Il est si bestialement affaibli, à tel point sous-alimenté
qu’il n’a plus d’ongles et que son maigre cou
a l’air d’avoir été longtemps serré par la corde du glas…
Quand tu le fais monter sur le bac, il se tait, la méfiance l’empêche de bouger,
et ce n’est qu’en plongeant involontairement sa petite main dans le courant
que le désir le prend que le voyage ne finisse pas trop vite,
de temps en temps il te regarde avec ses yeux de chien battu,
il sent qu’il fait partie de l’équipage, il est heureux,
et le bonheur le fait tout à coup s’écrier :
« Moi, j’ai été dans un camp de concentration… »
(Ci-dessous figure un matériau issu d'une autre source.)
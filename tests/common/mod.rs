//! Common test utilities
//!
//! This module is shared across all integration tests: a scripted metadata
//! extractor and wiremock servers standing in for the Telegram Bot API and
//! the LuluStream API.

#![allow(dead_code)]

use async_trait::async_trait;
use serde_json::{json, Value};
use std::sync::atomic::{AtomicUsize, Ordering};
use std::sync::{Arc, Mutex};
use std::time::Duration;
use teloxide::prelude::*;
use teloxide::types::{Message, UserId};
use wiremock::matchers::{method, path, path_regex, query_param};
use wiremock::{Mock, MockServer, Request, ResponseTemplate};

use lulurelay::core::config::lulustream::DEFAULT_WATCH_BASE;
use lulurelay::download::{ExtractError, MetadataExtractor, VideoMetadata, YtDlpErrorType};
use lulurelay::lulustream::LuluClient;
use lulurelay::telegram::{HandlerDeps, WebhookState};

pub const ADMIN_ID: u64 = 123456789;
pub const STRANGER_ID: u64 = 555000111;
pub const LULU_KEY: &str = "test-lulu-key";

/// What the fake extractor does when called
#[derive(Clone)]
pub enum FakeOutcome {
    Metadata(Value),
    Fail(String),
    Panic,
}

/// Scripted [`MetadataExtractor`] that records every URL it is asked for
pub struct FakeExtractor {
    outcome: FakeOutcome,
    calls: AtomicUsize,
    seen: Mutex<Vec<String>>,
}

impl FakeExtractor {
    pub fn new(outcome: FakeOutcome) -> Self {
        Self {
            outcome,
            calls: AtomicUsize::new(0),
            seen: Mutex::new(Vec::new()),
        }
    }

    pub fn calls(&self) -> usize {
        self.calls.load(Ordering::SeqCst)
    }

    pub fn seen_urls(&self) -> Vec<String> {
        self.seen.lock().unwrap().clone()
    }
}

#[async_trait]
impl MetadataExtractor for FakeExtractor {
    async fn extract(&self, url: &str) -> Result<VideoMetadata, ExtractError> {
        self.calls.fetch_add(1, Ordering::SeqCst);
        self.seen.lock().unwrap().push(url.to_string());

        match &self.outcome {
            FakeOutcome::Metadata(raw) => VideoMetadata::from_json(raw.clone()).ok_or(ExtractError::InvalidMetadata),
            FakeOutcome::Fail(reason) => Err(ExtractError::Failed {
                kind: YtDlpErrorType::Unknown,
                reason: reason.clone(),
            }),
            FakeOutcome::Panic => panic!("extractor exploded"),
        }
    }
}

/// Metadata with an audio-only entry followed by a 720p h264 one
pub fn demo_metadata() -> Value {
    json!({
        "title": "Demo Clip",
        "formats": [
            {"url": "a", "vcodec": "none"},
            {"url": "b", "vcodec": "h264", "height": 720, "tbr": 500}
        ]
    })
}

/// Builds a private-chat text message from `user_id`
pub fn text_message(user_id: u64, text: &str) -> Message {
    serde_json::from_value(json!({
        "message_id": 1,
        "date": 1735992000,
        "chat": {"id": user_id, "type": "private", "first_name": "Test"},
        "from": {"id": user_id, "is_bot": false, "first_name": "Test"},
        "text": text
    }))
    .unwrap()
}

/// Builds a photo message (no text) from `user_id`
pub fn photo_message(user_id: u64) -> Message {
    serde_json::from_value(json!({
        "message_id": 2,
        "date": 1735992000,
        "chat": {"id": user_id, "type": "private", "first_name": "Test"},
        "from": {"id": user_id, "is_bot": false, "first_name": "Test"},
        "photo": [{"file_id": "p1", "file_unique_id": "u1", "width": 90, "height": 90}]
    }))
    .unwrap()
}

/// Webhook body carrying a text message from `user_id`
pub fn message_update_json(user_id: u64, text: &str) -> String {
    json!({
        "update_id": 10001,
        "message": {
            "message_id": 1,
            "date": 1735992000,
            "chat": {"id": user_id, "type": "private", "first_name": "Test"},
            "from": {"id": user_id, "is_bot": false, "first_name": "Test"},
            "text": text
        }
    })
    .to_string()
}

fn sent_message_response(text: &str) -> Value {
    json!({
        "ok": true,
        "result": {
            "message_id": 42,
            "from": {"id": 987654321, "is_bot": true, "first_name": "TestBot", "username": "test_bot"},
            "chat": {"id": ADMIN_ID, "type": "private", "first_name": "Test"},
            "date": 1735992000,
            "text": text
        }
    })
}

fn sent_photo_response() -> Value {
    json!({
        "ok": true,
        "result": {
            "message_id": 43,
            "from": {"id": 987654321, "is_bot": true, "first_name": "TestBot", "username": "test_bot"},
            "chat": {"id": ADMIN_ID, "type": "private", "first_name": "Test"},
            "date": 1735992000,
            "photo": [{"file_id": "photo1", "file_unique_id": "uphoto1", "width": 320, "height": 180}],
            "caption": "caption"
        }
    })
}

fn api_error_response(code: u16, description: &str) -> ResponseTemplate {
    ResponseTemplate::new(code).set_body_json(json!({
        "ok": false,
        "error_code": code,
        "description": description
    }))
}

/// Test harness with mocked Telegram and LuluStream servers
pub struct TestHarness {
    pub telegram: MockServer,
    pub lulu: MockServer,
    pub bot: Bot,
    pub extractor: Arc<FakeExtractor>,
    pub deps: HandlerDeps,
}

impl TestHarness {
    /// Harness whose admin is [`ADMIN_ID`]
    pub async fn new(outcome: FakeOutcome) -> Self {
        Self::with_admin(outcome, Some(UserId(ADMIN_ID))).await
    }

    pub async fn with_admin(outcome: FakeOutcome, admin: Option<UserId>) -> Self {
        let _ = pretty_env_logger::try_init();

        let telegram = MockServer::start().await;
        let lulu = MockServer::start().await;

        let bot = Bot::new("test_token_12345:ABCDEF").set_api_url(telegram.uri().parse().unwrap());

        let client = LuluClient::new(
            format!("{}/api", lulu.uri()),
            Some(LULU_KEY.to_string().into()),
            Duration::from_millis(500),
        )
        .unwrap();

        let extractor = Arc::new(FakeExtractor::new(outcome));
        let dyn_extractor: Arc<dyn MetadataExtractor> = extractor.clone();
        let deps = HandlerDeps::new(admin, DEFAULT_WATCH_BASE, dyn_extractor, Arc::new(client));

        Self {
            telegram,
            lulu,
            bot,
            extractor,
            deps,
        }
    }

    pub fn webhook_state(&self) -> WebhookState {
        WebhookState {
            bot: self.bot.clone(),
            deps: self.deps.clone(),
        }
    }

    /// Mock successful sendMessage and sendPhoto calls
    pub async fn mount_telegram_ok(&self) {
        self.mount_send_message_ok().await;

        Mock::given(method("POST"))
            .and(path_regex("(?i)/bot[^/]+/sendPhoto$"))
            .respond_with(ResponseTemplate::new(200).set_body_json(sent_photo_response()))
            .mount(&self.telegram)
            .await;
    }

    pub async fn mount_send_message_ok(&self) {
        Mock::given(method("POST"))
            .and(path_regex("(?i)/bot[^/]+/sendMessage$"))
            .respond_with(ResponseTemplate::new(200).set_body_json(sent_message_response("ok")))
            .mount(&self.telegram)
            .await;
    }

    pub async fn mount_send_message_error(&self) {
        Mock::given(method("POST"))
            .and(path_regex("(?i)/bot[^/]+/sendMessage$"))
            .respond_with(api_error_response(500, "Internal Server Error"))
            .mount(&self.telegram)
            .await;
    }

    pub async fn mount_send_photo_error(&self) {
        Mock::given(method("POST"))
            .and(path_regex("(?i)/bot[^/]+/sendPhoto$"))
            .respond_with(api_error_response(
                400,
                "Bad Request: wrong file identifier/HTTP URL specified",
            ))
            .mount(&self.telegram)
            .await;
    }

    /// Mock the upload endpoint for `video_url`
    pub async fn mount_upload(&self, video_url: &str, response: ResponseTemplate) {
        Mock::given(method("GET"))
            .and(path("/api/upload/url"))
            .and(query_param("key", LULU_KEY))
            .and(query_param("url", video_url))
            .respond_with(response)
            .mount(&self.lulu)
            .await;
    }

    /// Mock the file info endpoint for `file_code`
    pub async fn mount_file_info(&self, file_code: &str, response: ResponseTemplate) {
        Mock::given(method("GET"))
            .and(path("/api/file/info"))
            .and(query_param("key", LULU_KEY))
            .and(query_param("file_code", file_code))
            .respond_with(response)
            .mount(&self.lulu)
            .await;
    }

    /// Upload returns `abc123`, info describes "Demo Clip"
    pub async fn mount_lulu_happy_path(&self) {
        self.mount_upload(
            "b",
            ResponseTemplate::new(200).set_body_json(json!({"msg": "OK", "status": 200, "result": {"filecode": "abc123"}})),
        )
        .await;
        self.mount_file_info(
            "abc123",
            ResponseTemplate::new(200).set_body_json(json!({
                "msg": "OK",
                "status": 200,
                "result": [{
                    "file_code": "abc123",
                    "file_title": "Demo Clip",
                    "player_img": "https://img.example.com/abc123.jpg"
                }]
            })),
        )
        .await;
    }

    async fn telegram_requests(&self, api_method: &str) -> Vec<Request> {
        // teloxide names methods in PascalCase (`/SendMessage`)
        let suffix = format!("/{}", api_method.to_lowercase());
        self.telegram
            .received_requests()
            .await
            .unwrap_or_default()
            .into_iter()
            .filter(|req| req.url.path().to_lowercase().ends_with(&suffix))
            .collect()
    }

    /// Texts of every sendMessage call, in order
    pub async fn sent_texts(&self) -> Vec<String> {
        self.telegram_requests("sendMessage")
            .await
            .iter()
            .map(|req| {
                serde_json::from_slice::<Value>(&req.body)
                    .ok()
                    .and_then(|body| body.get("text").and_then(Value::as_str).map(str::to_string))
                    .unwrap_or_else(|| String::from_utf8_lossy(&req.body).into_owned())
            })
            .collect()
    }

    /// Raw bodies of every sendPhoto call
    pub async fn sent_photos(&self) -> Vec<String> {
        self.telegram_requests("sendPhoto")
            .await
            .iter()
            .map(|req| String::from_utf8_lossy(&req.body).into_owned())
            .collect()
    }

    pub async fn telegram_request_count(&self) -> usize {
        self.telegram.received_requests().await.unwrap_or_default().len()
    }

    /// LuluStream requests whose path ends with `endpoint` (e.g. "upload/url")
    pub async fn lulu_requests(&self, endpoint: &str) -> Vec<Request> {
        self.lulu
            .received_requests()
            .await
            .unwrap_or_default()
            .into_iter()
            .filter(|req| req.url.path().ends_with(endpoint))
            .collect()
    }

    pub async fn lulu_request_count(&self) -> usize {
        self.lulu.received_requests().await.unwrap_or_default().len()
    }
}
Allons va, ne mens pas, rétorque-t-on autour… « Je le jure ! »
Ne raconte pas d’histoires… « Je le jure ! je le jure ! »
soutient le pauvre malheureux, mais personne ne le croit.
Et tu lui fais faire le trajet plusieurs fois d’une rive à l’autre,
puis tu lui dis adieu… Mais l’enfant hésite un instant,
et comme s’il voulait alors en signe de gratitude
te confier un secret jalousement gardé, son secret le plus cher,
il te dit : « À la maison, monsieur, nous avons des lapins ! » »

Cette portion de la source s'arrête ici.